EXERCISE MATERIALS »
====================

pub mod grid2d;
pub mod occupancy;

pub use grid2d::Grid2d;
pub use occupancy::OccupancyGrid;
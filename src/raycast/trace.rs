use glam::IVec2;
use log::warn;

use crate::config::ErrorPolicy;
use crate::grid::OccupancyGrid;
use crate::iterators::rasterize;
use crate::types::{CellState, GridError};

/// Outcome of [`trace_free_space`].
#[derive(Debug, Default, Clone, Copy, PartialEq, Eq)]
pub struct TraceSummary {
    /// Rays traced to completion.
    pub rays: usize,
    /// Cell writes performed, counting repeats.
    pub cells_marked: usize,
    /// First out-of-bounds cell when best-effort tracing stopped early.
    pub stopped_at: Option<IVec2>,
}

/// Mark free space along rays chained through the obstacle cells.
///
/// The first ray starts one cell west of `sensor`; every following ray starts
/// at the previous obstacle, so connector cells between neighbouring hits are
/// marked too. Every rasterized cell is marked Free, endpoints included.
///
/// On a cell outside the grid, [`ErrorPolicy::Strict`] returns the error and
/// [`ErrorPolicy::BestEffort`] stops all tracing, keeping the cells already
/// written.
pub fn trace_free_space(
    grid: &mut OccupancyGrid,
    sensor: IVec2,
    obstacles: &[IVec2],
    policy: ErrorPolicy,
) -> Result<TraceSummary, GridError> {
    let mut summary = TraceSummary::default();
    let mut previous = sensor - IVec2::X;

    for &cell in obstacles {
        for step in rasterize(previous, cell) {
            if let Err(err) = grid.set_signed(step, CellState::Free) {
                match policy {
                    ErrorPolicy::Strict => return Err(err),
                    ErrorPolicy::BestEffort => {
                        warn!(
                            "free-space trace stopped after {} rays: {}",
                            summary.rays, err
                        );
                        summary.stopped_at = Some(step);
                        return Ok(summary);
                    }
                }
            }
            summary.cells_marked += 1;
        }
        summary.rays += 1;
        previous = cell;
    }

    Ok(summary)
}
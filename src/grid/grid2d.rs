use glam::{DVec2, IVec2, UVec2};

use crate::types::{GridError, GridGeometry};

/// Dense row-major 2D grid addressed by `(ix, iy)` cell indices.
#[derive(Debug, Clone, PartialEq)]
pub struct Grid2d<T> {
    geometry: GridGeometry,
    data: Vec<T>,
}

impl<T> Grid2d<T> {
    pub fn new(geometry: GridGeometry, data: Vec<T>) -> Result<Self, GridError> {
        let expected_len = geometry.cell_count();
        if data.len() != expected_len {
            return Err(GridError::InvalidData(format!(
                "data length {} does not match map size {}",
                data.len(),
                expected_len
            )));
        }

        Ok(Self { geometry, data })
    }

    /// Grid with every cell set to `value`.
    pub fn filled(geometry: GridGeometry, value: T) -> Self
    where
        T: Clone,
    {
        Self {
            data: vec![value; geometry.cell_count()],
            geometry,
        }
    }

    pub fn geometry(&self) -> &GridGeometry {
        &self.geometry
    }

    pub fn width(&self) -> u32 {
        self.geometry.width
    }

    pub fn height(&self) -> u32 {
        self.geometry.height
    }

    pub fn resolution(&self) -> f64 {
        self.geometry.resolution
    }

    pub fn get(&self, pos: UVec2) -> Option<&T> {
        if pos.x >= self.geometry.width || pos.y >= self.geometry.height {
            return None;
        }
        let idx = self.index(pos);
        Some(&self.data[idx])
    }

    /// Signed lookup; `None` for cells outside the grid.
    pub fn get_signed(&self, cell: IVec2) -> Option<&T> {
        if !self.geometry.contains(cell) {
            return None;
        }
        self.get(cell.as_uvec2())
    }

    pub fn get_mut(&mut self, pos: UVec2) -> Option<&mut T> {
        if pos.x >= self.geometry.width || pos.y >= self.geometry.height {
            return None;
        }
        let idx = self.index(pos);
        Some(&mut self.data[idx])
    }

    pub fn set(&mut self, pos: UVec2, value: T) -> Result<(), GridError> {
        if pos.x >= self.geometry.width || pos.y >= self.geometry.height {
            return Err(GridError::OutOfBounds {
                cell: pos.as_ivec2(),
                width: self.geometry.width,
                height: self.geometry.height,
            });
        }
        let idx = self.index(pos);
        self.data[idx] = value;
        Ok(())
    }

    /// Like [`Grid2d::set`] for signed cell indices.
    pub fn set_signed(&mut self, cell: IVec2, value: T) -> Result<(), GridError> {
        let pos = self.geometry.checked_cell(cell)?;
        self.set(pos, value)
    }

    fn index(&self, pos: UVec2) -> usize {
        (pos.y as usize) * (self.geometry.width as usize) + (pos.x as usize)
    }

    pub fn map_to_world(&self, cell: IVec2) -> DVec2 {
        self.geometry.cell_to_world(cell)
    }

    /// Cell containing a world point, or `None` if it falls outside the grid.
    pub fn world_to_map(&self, pos: DVec2) -> Option<UVec2> {
        let cell = self.geometry.world_to_cell(pos);
        self.geometry.contains(cell).then(|| cell.as_uvec2())
    }

    pub fn data(&self) -> &[T] {
        &self.data
    }
}

#[cfg(test)]
mod tests {
    use crate::types::Bounds;

    use super::*;

    fn geometry(width: u32, height: u32) -> GridGeometry {
        GridGeometry::from_bounds(
            Bounds {
                min: DVec2::ZERO,
                max: DVec2::new(width as f64, height as f64),
            },
            1.0,
        )
        .unwrap()
    }

    #[test]
    fn rejects_mismatched_data() {
        let err = Grid2d::new(geometry(3, 3), vec![0u8; 8]).unwrap_err();
        assert!(matches!(err, GridError::InvalidData(_)));
    }

    #[test]
    fn set_and_get() {
        let mut grid = Grid2d::filled(geometry(4, 3), 0u8);
        grid.set(UVec2::new(3, 2), 7).unwrap();
        assert_eq!(grid.get(UVec2::new(3, 2)), Some(&7));
        assert_eq!(grid.get_signed(IVec2::new(3, 2)), Some(&7));
        assert_eq!(grid.data()[2 * 4 + 3], 7);
    }

    #[test]
    fn out_of_bounds_access() {
        let mut grid = Grid2d::filled(geometry(2, 2), 0u8);
        assert!(grid.get(UVec2::new(2, 0)).is_none());
        assert!(grid.get_signed(IVec2::new(-1, 0)).is_none());
        assert!(matches!(
            grid.set(UVec2::new(0, 2), 1),
            Err(GridError::OutOfBounds { .. })
        ));
        assert!(matches!(
            grid.set_signed(IVec2::new(0, -1), 1),
            Err(GridError::OutOfBounds { .. })
        ));
    }

    #[test]
    fn world_to_map_to_world() {
        let grid = Grid2d::filled(geometry(10, 10), 0u8);
        let cell = grid.world_to_map(DVec2::new(2.2, 3.7)).unwrap();
        assert_eq!(cell, UVec2::new(2, 4));
        assert_eq!(grid.map_to_world(cell.as_ivec2()), DVec2::new(2.0, 4.0));
        assert!(grid.world_to_map(DVec2::new(-0.6, 0.0)).is_none());
    }
}
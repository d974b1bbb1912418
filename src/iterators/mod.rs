pub mod line;

pub use line::rasterize;
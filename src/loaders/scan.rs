//! Reader for bracketed LIDAR scan dumps.
//!
//! A dump is one or more bracketed groups written back to back, each holding
//! `(coefficient, angle, distance)` samples:
//!
//! ```text
//! [(12, 0.0, 850), (15, 0.0175, 842)][(9, 0.0349, 3.0), ...]
//! ```
//!
//! Angles are radians. Samples may also be written as `[c, a, d]`.

use std::path::Path;

use log::debug;

use crate::config::ScanConfig;
use crate::types::GridError;

/// One return of the range finder.
#[derive(Debug, Clone, Copy, PartialEq)]
pub struct ScanPoint {
    /// Signal weighting reported by the sensor.
    pub coefficient: f64,
    /// Beam angle in radians.
    pub angle: f64,
    pub range: f64,
}

impl ScanPoint {
    /// Cartesian hit position with the sensor at the origin: `(sin a * r, cos a * r)`.
    pub fn to_cartesian(&self) -> (f64, f64) {
        let (sin, cos) = self.angle.sin_cos();
        (sin * self.range, cos * self.range)
    }
}

/// A filtered scan, ready to be turned into obstacle coordinates.
#[derive(Debug, Clone, Default, PartialEq)]
pub struct LidarScan {
    points: Vec<ScanPoint>,
}

impl LidarScan {
    pub fn new(points: Vec<ScanPoint>) -> Self {
        Self { points }
    }

    /// Clamp ranges and apply the noise gate to raw samples.
    ///
    /// Fails with [`GridError::InvalidConfig`] when the range limits are not
    /// finite or `min_range >= max_range`.
    pub fn from_samples(samples: Vec<ScanPoint>, config: &ScanConfig) -> Result<Self, GridError> {
        config.validate()?;

        let mut points: Vec<ScanPoint> = samples
            .into_iter()
            .map(|p| ScanPoint {
                range: p.range.clamp(config.min_range, config.max_range),
                ..p
            })
            .collect();

        if config.noise_gate && !points.is_empty() {
            let gate = noise_gate(&points);
            let before = points.len();
            points.retain(|p| p.coefficient > gate);
            debug!(
                "noise gate {gate} kept {} of {before} samples",
                points.len()
            );
        }

        Ok(Self { points })
    }

    pub fn parse(input: &str, config: &ScanConfig) -> Result<Self, GridError> {
        Self::from_samples(parse_samples(input)?, config)
    }

    pub fn points(&self) -> &[ScanPoint] {
        &self.points
    }

    pub fn len(&self) -> usize {
        self.points.len()
    }

    pub fn is_empty(&self) -> bool {
        self.points.is_empty()
    }

    /// Parallel obstacle x and y coordinates in scan order.
    pub fn to_obstacles(&self) -> (Vec<f64>, Vec<f64>) {
        self.points.iter().map(ScanPoint::to_cartesian).unzip()
    }
}

/// Mean of the mean-centred coefficients.
fn noise_gate(points: &[ScanPoint]) -> f64 {
    let n = points.len() as f64;
    let mean = points.iter().map(|p| p.coefficient).sum::<f64>() / n;
    points.iter().map(|p| p.coefficient - mean).sum::<f64>() / n
}

pub fn load_scan(path: impl AsRef<Path>, config: &ScanConfig) -> Result<LidarScan, GridError> {
    config.validate()?;
    let input = std::fs::read_to_string(path.as_ref())?;
    LidarScan::parse(&input, config)
}

/// Parse every sample of a dump without clamping or filtering.
pub fn parse_samples(input: &str) -> Result<Vec<ScanPoint>, GridError> {
    let body = input
        .trim()
        .strip_prefix('[')
        .and_then(|s| s.strip_suffix(']'))
        .ok_or_else(|| GridError::ScanParse("scan must be enclosed in brackets".to_string()))?;

    let mut samples = Vec::new();
    for group in body.split("][") {
        parse_group(group, &mut samples)?;
    }
    Ok(samples)
}

fn parse_group(group: &str, out: &mut Vec<ScanPoint>) -> Result<(), GridError> {
    let mut rest = group.trim_start_matches(|c: char| c == ',' || c.is_whitespace());
    while !rest.is_empty() {
        let close = match rest.chars().next() {
            Some('(') => ')',
            Some('[') => ']',
            _ => {
                return Err(GridError::ScanParse(format!(
                    "expected a sample tuple at {:?}",
                    truncate(rest)
                )));
            }
        };
        let end = rest
            .find(close)
            .ok_or_else(|| GridError::ScanParse(format!("unterminated sample {:?}", truncate(rest))))?;
        out.push(parse_sample(&rest[1..end])?);
        rest = rest[end + 1..].trim_start_matches(|c: char| c == ',' || c.is_whitespace());
    }
    Ok(())
}

fn parse_sample(fields: &str) -> Result<ScanPoint, GridError> {
    let values = fields
        .split(',')
        .map(str::trim)
        .filter(|f| !f.is_empty())
        .map(|f| {
            f.parse::<f64>()
                .map_err(|err| GridError::ScanParse(format!("invalid number {f:?}: {err}")))
        })
        .collect::<Result<Vec<_>, _>>()?;

    match values.as_slice() {
        &[coefficient, angle, range] => Ok(ScanPoint {
            coefficient,
            angle,
            range,
        }),
        _ => Err(GridError::ScanParse(format!(
            "expected 3 values per sample, got {} in {fields:?}",
            values.len()
        ))),
    }
}

fn truncate(s: &str) -> &str {
    match s.char_indices().nth(24) {
        Some((idx, _)) => &s[..idx],
        None => s,
    }
}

====================

ASSIGNED TASK »
Counting only lines that contain "Strict", say how many there are in the material above, and add nothing.

RESPONSE »
2